INGREDIENTS
1
pound (2-1/2 cups) dried pinto beans, rinsed
6
cups water
2
cups chopped onions
3
jalapeño peppers,* seeded and minced
4
cloves garlic, minced
2
teaspoons salt
16
(10-inch) fat-free flour tortillas
4
cups shredded iceberg lettuce
4
cups shredded romaine lettuce
1
cup reduced-fat sour cream
2
cups (8 ounces) shredded reduced-fat Cheddar cheese
2
cups salsa
1
cup minced fresh cilantro
*Jalapeño peppers can sting and irritate the skin, so wear rubber gloves when handling peppers and do not touch your eyes.
PREPARATION:
- Place beans in Dutch oven. Cover with 2 inches of water. Bring to a boil; reduce heat to low. Simmer 5 minutes. Remove from heat and let stand, covered, 1 hour. Drain liquid from beans.

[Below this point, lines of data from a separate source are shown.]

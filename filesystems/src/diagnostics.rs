// Structured diagnostics emitted by a volume session
// Recovery heuristics report here instead of failing the operation

use crate::fat_common::HeaderAnomaly;
use log::warn;
use std::fmt;

/// A non-fatal event observed while reading or writing a volume.
#[derive(Debug, Clone, PartialEq, Eq)]
pub enum Diagnostic {
    /// Implausible boot-sector value; each one adds to the strangeness count.
    HeaderAnomaly(HeaderAnomaly),
    /// Device read failed; the caller received zero-filled data.
    ReadFailed { lba: u64, count: u32, reason: String },
    /// Read requested past the last sector of the volume.
    ReadOutsideVolume { lba: u64, total_sectors: u64 },
    WriteFailed { lba: u64, reason: String },
    /// A directory chain revisited one of its clusters.
    DirectoryLoop { cluster: u32 },
    /// A file chain revisited one of its clusters.
    ChainLoop { cluster: u32 },
    /// A directory was read past a free FAT entry using physically
    /// consecutive clusters.
    FreeClusterGap { cluster: u32 },
    /// Malformed records outnumber well-formed ones.
    NotADirectory { cluster: u32, good: u32, bad: u32 },
    /// A file chain hit a free entry mid-stream; switching to contiguous reads.
    ChainBroken { cluster: u32 },
    /// A contiguous read reached an allocated cluster; back to the FAT.
    AllocatedInContiguousRun { cluster: u32 },
    /// The target entry is erased and its start cluster is free.
    DeletedModeEnabled { cluster: u32 },
    /// A chain pointed outside the valid cluster range.
    ClusterOutOfRange { cluster: u32 },
}

impl fmt::Display for Diagnostic {
    fn fmt(&self, f: &mut fmt::Formatter<'_>) -> fmt::Result {
        match self {
            Diagnostic::HeaderAnomaly(anomaly) => write!(f, "{}", anomaly),
            Diagnostic::ReadFailed { lba, count, reason } => {
                write!(f, "Unable to read {} sector(s) at {}: {}", count, lba, reason)
            }
            Diagnostic::ReadOutsideVolume { lba, total_sectors } => {
                write!(f, "Reading sector {} outside the volume ({} sectors)", lba, total_sectors)
            }
            Diagnostic::WriteFailed { lba, reason } => {
                write!(f, "Unable to write sector {}: {}", lba, reason)
            }
            Diagnostic::DirectoryLoop { cluster } => {
                write!(f, "Looping directory at cluster {}", cluster)
            }
            Diagnostic::ChainLoop { cluster } => {
                write!(f, "Cluster chain loops back to cluster {}", cluster)
            }
            Diagnostic::FreeClusterGap { cluster } => write!(
                f,
                "Directory continues contiguously into free cluster {}",
                cluster
            ),
            Diagnostic::NotADirectory { cluster, good, bad } => write!(
                f,
                "Entries at cluster {} don't look good ({} good, {} bad), this is maybe not a directory",
                cluster, good, bad
            ),
            Diagnostic::ChainBroken { cluster } => write!(
                f,
                "Next cluster after {} is free (maybe the FAT is broken), enabling contiguous mode",
                cluster
            ),
            Diagnostic::AllocatedInContiguousRun { cluster } => write!(
                f,
                "Contiguous file reached allocated cluster {}, disabling contiguous mode",
                cluster
            ),
            Diagnostic::DeletedModeEnabled { cluster } => write!(
                f,
                "Reading a deleted file from cluster {}, enabling deleted mode",
                cluster
            ),
            Diagnostic::ClusterOutOfRange { cluster } => {
                write!(f, "Cluster {} is outside the volume", cluster)
            }
        }
    }
}

/// Receiver for session diagnostics.
pub trait DiagnosticSink {
    fn emit(&mut self, diagnostic: Diagnostic);
}

/// Forwards every diagnostic to the `log` facade at warn level.
#[derive(Debug, Default, Clone, Copy)]
pub struct LogSink;

impl DiagnosticSink for LogSink {
    fn emit(&mut self, diagnostic: Diagnostic) {
        warn!("{}", diagnostic);
    }
}

impl DiagnosticSink for Vec<Diagnostic> {
    fn emit(&mut self, diagnostic: Diagnostic) {
        self.push(diagnostic);
    }
}

/// Collects into a shared buffer so the events stay readable after the
/// sink has been handed to a session.
impl DiagnosticSink for std::rc::Rc<std::cell::RefCell<Vec<Diagnostic>>> {
    fn emit(&mut self, diagnostic: Diagnostic) {
        self.borrow_mut().push(diagnostic);
    }
}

- Add 6 cups water, onions, peppers, garlic and salt. Bring to a boil; reduce heat to low. Simmer, covered, 1 hour or until beans are tender. Drain cooking broth from beans.
- Preheat oven to 300°F. Stack tortillas and wrap in foil. Bake 20 minutes or until heated through.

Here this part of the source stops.